I have a function that is meant to check if a specific HTTP(S) URL is a redirect and if so return the new location (but not recursively). It uses the requests
library. It looks like this:
try:
response = http_session.head(sent_url, timeout=(1, 1))
if response.is_redirect:
return response.headers["location"]
return sent_url
except requests.exceptions.Timeout:
return sent_url
Here, the URL I am checking is sent_url
. For reference, this is how I create the session:
http_session = requests.Session()
http_adapter = requests.adapters.HTTPAdapter(max_retries=0)
http_session.mount("http://", http_adapter)
http_session.mount("https://", http_adapter)
However, one of the requirements of this program is that this must work for dead links. Based off of this, I set a connection timeout (and read timeout for good measures). After playing around with the values, it still takes about 5-10 seconds for the request to fail with this stacktrace no matter what value I choose. (Maybe relevant: in the browser, it gives DNS_PROBE_POSSIBLE
.)
Now, my problem is: 5-10 seconds is too long to wait for if a link is dead.
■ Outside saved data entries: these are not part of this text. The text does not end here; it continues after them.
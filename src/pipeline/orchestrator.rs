// src/pipeline/orchestrator.rs

//! Per-site strategy fallback.
//!
//! Strategies run in priority order; the first one that produces at least
//! one article wins and the rest are never tried. Every run records exactly
//! one [`ScrapeOutcome`].

use std::sync::Arc;

use chrono::Utc;

use crate::error::FailureKind;
use crate::models::{
    Article, Config, DateWindow, OriginStrategy, ScrapeConfig, ScrapeOutcome, ScrapeStatus, Site,
    SiteType,
};
use crate::services::{
    FeedStrategy, HeuristicHtmlStrategy, ScrapeContext, Strategy, StrategyResult,
    StructuredApiStrategy,
};
use crate::storage::{ArticleStore, InsertOutcome, ScrapeLogSink};
use crate::utils::http::Fetcher;

/// What one site run produced.
#[derive(Debug, Clone)]
pub struct SiteReport {
    /// Requested URL, as given by the caller
    pub url: String,
    /// Site id, or the raw URL when it could not be parsed
    pub site_id: String,
    /// Articles newly saved
    pub article_count: usize,
    pub strategy_used: Option<OriginStrategy>,
    /// Classification implied by the winning strategy
    pub site_type: SiteType,
    pub status: ScrapeStatus,
    pub message: String,
    /// Articles the winning strategy produced, saved or not
    pub articles: Vec<Article>,
}

/// Runs the strategy chain for one site at a time.
pub struct ScraperOrchestrator {
    strategies: Vec<Box<dyn Strategy>>,
    store: Arc<dyn ArticleStore>,
    log_sink: Arc<dyn ScrapeLogSink>,
    config: ScrapeConfig,
}

impl ScraperOrchestrator {
    /// Orchestrator with the standard chain: structured API, feed, heuristic HTML.
    pub fn new(
        fetcher: Arc<dyn Fetcher>,
        config: &Config,
        store: Arc<dyn ArticleStore>,
        log_sink: Arc<dyn ScrapeLogSink>,
    ) -> Self {
        let strategies: Vec<Box<dyn Strategy>> = vec![
            Box::new(StructuredApiStrategy::new(Arc::clone(&fetcher), config)),
            Box::new(FeedStrategy::new(Arc::clone(&fetcher), config)),
            Box::new(HeuristicHtmlStrategy::new(fetcher, config)),
        ];
        Self::with_strategies(strategies, config.scrape.clone(), store, log_sink)
    }

    /// Orchestrator with a custom strategy chain, tried in the given order.
    pub fn with_strategies(
        strategies: Vec<Box<dyn Strategy>>,
        config: ScrapeConfig,
        store: Arc<dyn ArticleStore>,
        log_sink: Arc<dyn ScrapeLogSink>,
    ) -> Self {
        Self {
            strategies,
            store,
            log_sink,
            config,
        }
    }

    /// Scrape one site for articles published in the last `days` days.
    ///
    /// Never fails: every problem ends up in the report's status and
    /// message, and in the recorded outcome.
    pub async fn scrape_site(&self, site_url: &str, days: u32) -> SiteReport {
        let mut site = match Site::from_url(site_url) {
            Ok(site) => site,
            Err(e) => {
                log::error!("Invalid site URL {}: {}", site_url, e);
                let report = SiteReport {
                    url: site_url.to_string(),
                    site_id: site_url.trim().to_string(),
                    article_count: 0,
                    strategy_used: None,
                    site_type: SiteType::Unknown,
                    status: ScrapeStatus::Error,
                    message: e.to_string(),
                    articles: Vec::new(),
                };
                self.record(&report, 0).await;
                return report;
            }
        };

        let ctx = ScrapeContext::new(DateWindow::last_days(days), self.config.max_articles_per_site)
            .with_timeout(self.config.run_timeout());
        log::info!(
            "[{}] Scraping {} (articles since {})",
            site.id,
            site.base_url,
            ctx.window.cutoff.format("%Y-%m-%d %H:%M")
        );

        let mut notes = Vec::new();
        let mut winner = None;
        for strategy in &self.strategies {
            let origin = strategy.origin();
            if ctx.deadline_reached() {
                notes.push(format!("{origin}: run deadline reached"));
                break;
            }
            match strategy.attempt(&site, &ctx).await {
                Ok(result) if !result.articles.is_empty() => {
                    winner = Some((origin, result));
                    break;
                }
                Ok(result) => {
                    let note = result.note.unwrap_or_else(|| "no articles".to_string());
                    log::info!("[{}] {} yielded nothing: {}", site.id, origin, note);
                    notes.push(format!("{origin}: {note}"));
                }
                Err(e) => {
                    match e.kind() {
                        FailureKind::Blocked | FailureKind::NoCandidates => {
                            log::info!("[{}] {} not applicable: {}", site.id, origin, e)
                        }
                        _ => log::warn!("[{}] {} failed: {}", site.id, origin, e),
                    }
                    notes.push(format!("{origin}: {e}"));
                }
            }
        }

        let report = match winner {
            Some((origin, result)) => {
                site.detected_type = origin.into();
                self.save(&site, site_url, origin, result).await
            }
            None => {
                log::warn!("[{}] No strategy produced articles", site.id);
                SiteReport {
                    url: site_url.to_string(),
                    site_id: site.id.clone(),
                    article_count: 0,
                    strategy_used: None,
                    site_type: SiteType::Unknown,
                    status: ScrapeStatus::Error,
                    message: format!("No strategy produced articles ({})", notes.join("; ")),
                    articles: Vec::new(),
                }
            }
        };

        let found = report.articles.len();
        self.record(&report, found).await;
        report
    }

    /// Insert the winning strategy's articles and build the report.
    async fn save(
        &self,
        site: &Site,
        site_url: &str,
        origin: OriginStrategy,
        result: StrategyResult,
    ) -> SiteReport {
        let mut saved = 0;
        let mut duplicates = 0;
        let mut failed = 0;

        for article in &result.articles {
            match self.store.exists(&article.canonical_url).await {
                Ok(true) => {
                    duplicates += 1;
                    continue;
                }
                Ok(false) => {}
                Err(e) => {
                    log::warn!("[{}] Lookup failed for {}: {}", site.id, article.canonical_url, e);
                    failed += 1;
                    continue;
                }
            }
            match self.store.insert(article).await {
                Ok(InsertOutcome::Inserted(_)) => saved += 1,
                Ok(InsertOutcome::AlreadyExists) => duplicates += 1,
                Err(e) => {
                    log::warn!("[{}] Insert failed for {}: {}", site.id, article.canonical_url, e);
                    failed += 1;
                }
            }
        }

        let status = if saved > 0 && !result.interrupted {
            ScrapeStatus::Success
        } else {
            ScrapeStatus::Partial
        };

        let mut message = format!(
            "{} new articles via {} ({} found, {} already stored",
            saved,
            origin,
            result.articles.len(),
            duplicates
        );
        if result.skipped > 0 {
            message.push_str(&format!(", {} skipped", result.skipped));
        }
        if failed > 0 {
            message.push_str(&format!(", {failed} not saved"));
        }
        message.push(')');
        if result.interrupted {
            message.push_str("; stopped at run deadline");
        }

        log::info!("[{}] {}", site.id, message);

        SiteReport {
            url: site_url.to_string(),
            site_id: site.id.clone(),
            article_count: saved,
            strategy_used: Some(origin),
            site_type: site.detected_type,
            status,
            message,
            articles: result.articles,
        }
    }

    async fn record(&self, report: &SiteReport, articles_found: usize) {
        let outcome = ScrapeOutcome {
            site_id: report.site_id.clone(),
            strategy_used: report.strategy_used,
            articles_found,
            articles_saved: report.article_count,
            status: report.status,
            message: report.message.clone(),
            recorded_at: Utc::now(),
        };
        if let Err(e) = self.log_sink.record(&outcome).await {
            log::warn!("[{}] Could not record scrape outcome: {}", report.site_id, e);
        }
    }
}

#[cfg(test)]
mod tests {
    use async_trait::async_trait;

    use super::*;
    use crate::error::{AppError, Result};
    use crate::storage::MemoryStorage;

    /// Strategy returning a canned result.
    struct Canned {
        origin: OriginStrategy,
        urls: Vec<&'static str>,
        fail: bool,
    }

    #[async_trait]
    impl Strategy for Canned {
        fn origin(&self) -> OriginStrategy {
            self.origin
        }

        async fn attempt(&self, site: &Site, _ctx: &ScrapeContext) -> Result<StrategyResult> {
            if self.fail {
                return Err(AppError::connection(&site.base_url, "refused"));
            }
            let articles = self
                .urls
                .iter()
                .map(|url| Article {
                    source_site_id: site.id.clone(),
                    title: "Budget vote passes after long debate".to_string(),
                    body: "body ".repeat(40),
                    excerpt: String::new(),
                    canonical_url: url.to_string(),
                    author: None,
                    published_at: Some(Utc::now()),
                    image_url: None,
                    categories: Vec::new(),
                    tags: Vec::new(),
                    origin_strategy: self.origin,
                    fetched_at: Utc::now(),
                })
                .collect();
            Ok(StrategyResult {
                articles,
                ..StrategyResult::default()
            })
        }
    }

    fn canned(origin: OriginStrategy, urls: Vec<&'static str>, fail: bool) -> Box<dyn Strategy> {
        Box::new(Canned { origin, urls, fail })
    }

    fn orchestrator(strategies: Vec<Box<dyn Strategy>>, storage: Arc<MemoryStorage>) -> ScraperOrchestrator {
        ScraperOrchestrator::with_strategies(
            strategies,
            ScrapeConfig::default(),
            storage.clone(),
            storage,
        )
    }

    #[tokio::test]
    async fn test_first_non_empty_strategy_wins() {
        let storage = Arc::new(MemoryStorage::new());
        let orch = orchestrator(
            vec![
                canned(OriginStrategy::StructuredApi, vec![], true),
                canned(OriginStrategy::Feed, vec!["https://x.test/a/", "https://x.test/b/"], false),
                canned(OriginStrategy::HeuristicHtml, vec!["https://x.test/c/"], false),
            ],
            storage.clone(),
        );

        let report = orch.scrape_site("https://x.test", 30).await;
        assert_eq!(report.strategy_used, Some(OriginStrategy::Feed));
        assert_eq!(report.article_count, 2);
        assert_eq!(report.status, ScrapeStatus::Success);
        assert_eq!(storage.articles().len(), 2);

        let outcomes = storage.outcomes();
        assert_eq!(outcomes.len(), 1);
        assert_eq!(outcomes[0].articles_found, 2);
        assert_eq!(outcomes[0].strategy_used, Some(OriginStrategy::Feed));
    }

    #[tokio::test]
    async fn test_all_duplicates_is_partial() {
        let storage = Arc::new(MemoryStorage::new());
        let orch = orchestrator(
            vec![canned(OriginStrategy::Feed, vec!["https://x.test/a/"], false)],
            storage.clone(),
        );

        assert_eq!(orch.scrape_site("https://x.test", 30).await.status, ScrapeStatus::Success);
        let second = orch.scrape_site("https://x.test", 30).await;
        assert_eq!(second.status, ScrapeStatus::Partial);
        assert_eq!(second.article_count, 0);
        assert_eq!(storage.articles().len(), 1);
        assert_eq!(storage.outcomes().len(), 2);
    }

    #[tokio::test]
    async fn test_all_strategies_empty_is_error() {
        let storage = Arc::new(MemoryStorage::new());
        let orch = orchestrator(
            vec![
                canned(OriginStrategy::StructuredApi, vec![], false),
                canned(OriginStrategy::Feed, vec![], true),
            ],
            storage.clone(),
        );

        let report = orch.scrape_site("https://x.test", 30).await;
        assert_eq!(report.status, ScrapeStatus::Error);
        assert_eq!(report.strategy_used, None);
        assert!(report.message.contains("structured_api"));
        assert!(report.message.contains("refused"));
        assert_eq!(storage.outcomes()[0].status, ScrapeStatus::Error);
    }

    struct Unreachable;

    #[async_trait]
    impl Fetcher for Unreachable {
        async fn fetch(&self, url: &str) -> Result<crate::utils::http::FetchResponse> {
            Err(AppError::connection(url, "refused"))
        }
    }

    #[test]
    fn test_default_chain_follows_priority() {
        let storage = Arc::new(MemoryStorage::new());
        let orch = ScraperOrchestrator::new(
            Arc::new(Unreachable),
            &Config::default(),
            storage.clone(),
            storage,
        );
        let order: Vec<_> = orch.strategies.iter().map(|s| s.origin()).collect();
        assert_eq!(order, OriginStrategy::PRIORITY);
    }

    #[tokio::test]
    async fn test_invalid_url_is_recorded() {
        let storage = Arc::new(MemoryStorage::new());
        let orch = orchestrator(Vec::new(), storage.clone());

        let report = orch.scrape_site("ftp://x.test", 30).await;
        assert_eq!(report.status, ScrapeStatus::Error);
        assert_eq!(storage.outcomes().len(), 1);
    }
}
There are many links that this program needs to check, and I do not want a few dead links to be such a large bottleneck, hence I want to configure this DNS lookup timeout.
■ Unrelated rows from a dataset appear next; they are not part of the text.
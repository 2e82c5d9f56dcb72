//! Pipeline entry points for scraping.
//!
//! - `ScraperOrchestrator`: strategy fallback for a single site
//! - `run_scrape`: a batch of sites with bounded cross-site concurrency

pub mod orchestrator;
pub mod scrape;

pub use orchestrator::{ScraperOrchestrator, SiteReport};
pub use scrape::{RunSummary, SiteSummary, run_scrape, run_scrape_with};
I found this post which seems to be relevant (OP wants to increase the timeout, I want to decrease it) however the solution does not seem applicable. I do not know the IP addresses that these URLs point to. In addition, this feature request from years ago seems relevant, but it did not help me further.
So far, the best solution to me seems to just spin up a coroutine for each link/a batch of links and then suck up the timeout asynchronously.
I am on Windows 10, however this code will be deployed on an Ubuntu server. Both use Python 3.8.
So, how can I best give my HTTP requests a very low DNS resolution timeout in the case that it is being fed a dead link?